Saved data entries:
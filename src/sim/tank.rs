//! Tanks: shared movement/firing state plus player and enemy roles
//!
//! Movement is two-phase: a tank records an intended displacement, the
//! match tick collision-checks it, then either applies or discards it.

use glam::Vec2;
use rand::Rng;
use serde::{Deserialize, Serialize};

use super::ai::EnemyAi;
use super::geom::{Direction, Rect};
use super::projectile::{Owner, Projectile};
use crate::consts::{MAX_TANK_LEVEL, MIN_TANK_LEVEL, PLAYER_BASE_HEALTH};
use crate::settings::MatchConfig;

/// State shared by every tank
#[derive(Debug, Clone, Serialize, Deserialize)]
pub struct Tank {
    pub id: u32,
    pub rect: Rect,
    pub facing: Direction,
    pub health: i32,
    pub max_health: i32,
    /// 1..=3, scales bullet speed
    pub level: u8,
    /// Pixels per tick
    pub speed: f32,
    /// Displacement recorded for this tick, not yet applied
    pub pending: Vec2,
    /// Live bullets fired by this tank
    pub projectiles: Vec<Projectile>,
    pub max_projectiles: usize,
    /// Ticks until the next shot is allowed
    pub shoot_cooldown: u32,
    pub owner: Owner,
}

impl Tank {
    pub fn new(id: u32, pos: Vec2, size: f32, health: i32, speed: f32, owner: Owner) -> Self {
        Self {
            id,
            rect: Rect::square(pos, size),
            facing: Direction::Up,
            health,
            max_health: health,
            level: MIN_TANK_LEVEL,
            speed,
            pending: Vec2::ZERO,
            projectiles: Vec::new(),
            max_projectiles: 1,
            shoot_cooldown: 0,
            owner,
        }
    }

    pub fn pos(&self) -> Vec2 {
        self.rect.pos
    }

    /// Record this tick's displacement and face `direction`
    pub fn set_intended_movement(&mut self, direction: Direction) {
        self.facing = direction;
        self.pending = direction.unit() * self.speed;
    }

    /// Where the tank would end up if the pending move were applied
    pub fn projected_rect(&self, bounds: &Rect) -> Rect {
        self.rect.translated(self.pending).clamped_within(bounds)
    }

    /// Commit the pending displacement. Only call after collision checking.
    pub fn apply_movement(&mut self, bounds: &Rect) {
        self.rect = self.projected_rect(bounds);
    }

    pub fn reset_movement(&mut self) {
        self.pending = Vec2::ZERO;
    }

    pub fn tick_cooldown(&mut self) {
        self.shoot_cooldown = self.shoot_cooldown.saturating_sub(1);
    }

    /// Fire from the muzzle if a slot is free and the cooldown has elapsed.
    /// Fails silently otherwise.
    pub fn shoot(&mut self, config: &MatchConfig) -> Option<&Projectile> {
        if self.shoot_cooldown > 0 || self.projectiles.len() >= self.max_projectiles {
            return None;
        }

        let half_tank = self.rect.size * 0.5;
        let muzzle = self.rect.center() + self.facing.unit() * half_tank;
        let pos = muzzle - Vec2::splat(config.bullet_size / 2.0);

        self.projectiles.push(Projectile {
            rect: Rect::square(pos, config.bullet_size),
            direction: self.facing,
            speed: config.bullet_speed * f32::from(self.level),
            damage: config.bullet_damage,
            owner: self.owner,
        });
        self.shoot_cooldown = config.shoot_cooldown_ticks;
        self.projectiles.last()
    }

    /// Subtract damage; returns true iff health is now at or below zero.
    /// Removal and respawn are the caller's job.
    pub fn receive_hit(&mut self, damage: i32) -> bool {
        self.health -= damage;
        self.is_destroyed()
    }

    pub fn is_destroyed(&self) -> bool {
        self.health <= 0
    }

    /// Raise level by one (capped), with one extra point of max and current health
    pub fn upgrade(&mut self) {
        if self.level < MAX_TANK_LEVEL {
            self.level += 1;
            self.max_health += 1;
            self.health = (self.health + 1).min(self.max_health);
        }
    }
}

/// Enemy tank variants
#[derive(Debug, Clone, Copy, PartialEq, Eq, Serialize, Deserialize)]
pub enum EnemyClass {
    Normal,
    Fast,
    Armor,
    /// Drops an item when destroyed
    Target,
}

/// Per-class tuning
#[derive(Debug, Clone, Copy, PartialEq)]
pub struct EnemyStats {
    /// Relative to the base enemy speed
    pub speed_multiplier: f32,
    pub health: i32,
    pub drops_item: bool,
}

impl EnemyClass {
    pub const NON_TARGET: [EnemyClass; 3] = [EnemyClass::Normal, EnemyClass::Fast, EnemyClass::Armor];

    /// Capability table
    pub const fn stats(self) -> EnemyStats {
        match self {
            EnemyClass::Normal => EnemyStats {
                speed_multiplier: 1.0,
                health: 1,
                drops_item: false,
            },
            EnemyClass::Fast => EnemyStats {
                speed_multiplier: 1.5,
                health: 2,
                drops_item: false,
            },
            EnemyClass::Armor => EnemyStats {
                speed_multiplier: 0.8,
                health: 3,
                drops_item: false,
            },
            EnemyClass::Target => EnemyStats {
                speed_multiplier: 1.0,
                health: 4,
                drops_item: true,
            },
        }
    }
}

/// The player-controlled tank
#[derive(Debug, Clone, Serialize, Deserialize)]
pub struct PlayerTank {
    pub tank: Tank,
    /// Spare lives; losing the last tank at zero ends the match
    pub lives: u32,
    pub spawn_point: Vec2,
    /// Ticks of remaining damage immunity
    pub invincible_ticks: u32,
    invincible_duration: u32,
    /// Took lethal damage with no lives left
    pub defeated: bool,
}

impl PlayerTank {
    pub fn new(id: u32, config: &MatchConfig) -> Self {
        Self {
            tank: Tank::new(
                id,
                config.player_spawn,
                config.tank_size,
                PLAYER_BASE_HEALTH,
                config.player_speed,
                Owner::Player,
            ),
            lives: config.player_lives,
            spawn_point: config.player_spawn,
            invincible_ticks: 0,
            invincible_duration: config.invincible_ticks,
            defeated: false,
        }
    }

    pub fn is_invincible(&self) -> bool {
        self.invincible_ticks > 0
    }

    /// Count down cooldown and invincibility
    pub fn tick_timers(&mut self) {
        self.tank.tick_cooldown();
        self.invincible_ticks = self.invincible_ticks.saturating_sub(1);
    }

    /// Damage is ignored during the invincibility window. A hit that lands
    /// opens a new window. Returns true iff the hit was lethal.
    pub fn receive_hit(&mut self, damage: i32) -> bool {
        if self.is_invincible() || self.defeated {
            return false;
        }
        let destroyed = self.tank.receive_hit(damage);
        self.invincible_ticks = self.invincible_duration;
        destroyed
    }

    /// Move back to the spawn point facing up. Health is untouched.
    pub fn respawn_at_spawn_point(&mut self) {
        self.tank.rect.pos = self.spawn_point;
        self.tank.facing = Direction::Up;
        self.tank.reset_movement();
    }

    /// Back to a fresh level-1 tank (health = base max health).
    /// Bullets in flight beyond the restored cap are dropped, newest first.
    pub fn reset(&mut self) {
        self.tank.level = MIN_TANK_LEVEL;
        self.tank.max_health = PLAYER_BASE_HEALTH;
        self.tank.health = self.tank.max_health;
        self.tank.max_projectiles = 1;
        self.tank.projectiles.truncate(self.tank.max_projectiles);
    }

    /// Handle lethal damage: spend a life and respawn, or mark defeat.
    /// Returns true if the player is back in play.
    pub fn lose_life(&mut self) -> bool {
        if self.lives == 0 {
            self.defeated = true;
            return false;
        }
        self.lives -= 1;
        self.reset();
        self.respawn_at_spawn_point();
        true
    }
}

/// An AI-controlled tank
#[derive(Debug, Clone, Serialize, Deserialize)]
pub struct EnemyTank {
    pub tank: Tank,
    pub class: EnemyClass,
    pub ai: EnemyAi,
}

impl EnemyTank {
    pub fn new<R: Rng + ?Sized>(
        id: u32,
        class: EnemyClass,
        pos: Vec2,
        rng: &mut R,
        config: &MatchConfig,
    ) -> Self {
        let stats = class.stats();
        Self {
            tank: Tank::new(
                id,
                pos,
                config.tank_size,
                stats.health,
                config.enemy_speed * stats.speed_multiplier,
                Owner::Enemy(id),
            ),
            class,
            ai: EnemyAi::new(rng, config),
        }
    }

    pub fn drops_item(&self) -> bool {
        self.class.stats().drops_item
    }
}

■ EXERCISE ■
Whenever the string "EnemyAi" turns up in a line above, copy that line out.

■ ANSWER ■
use super::ai::EnemyAi;
    pub ai: EnemyAi,
            ai: EnemyAi::new(rng, config),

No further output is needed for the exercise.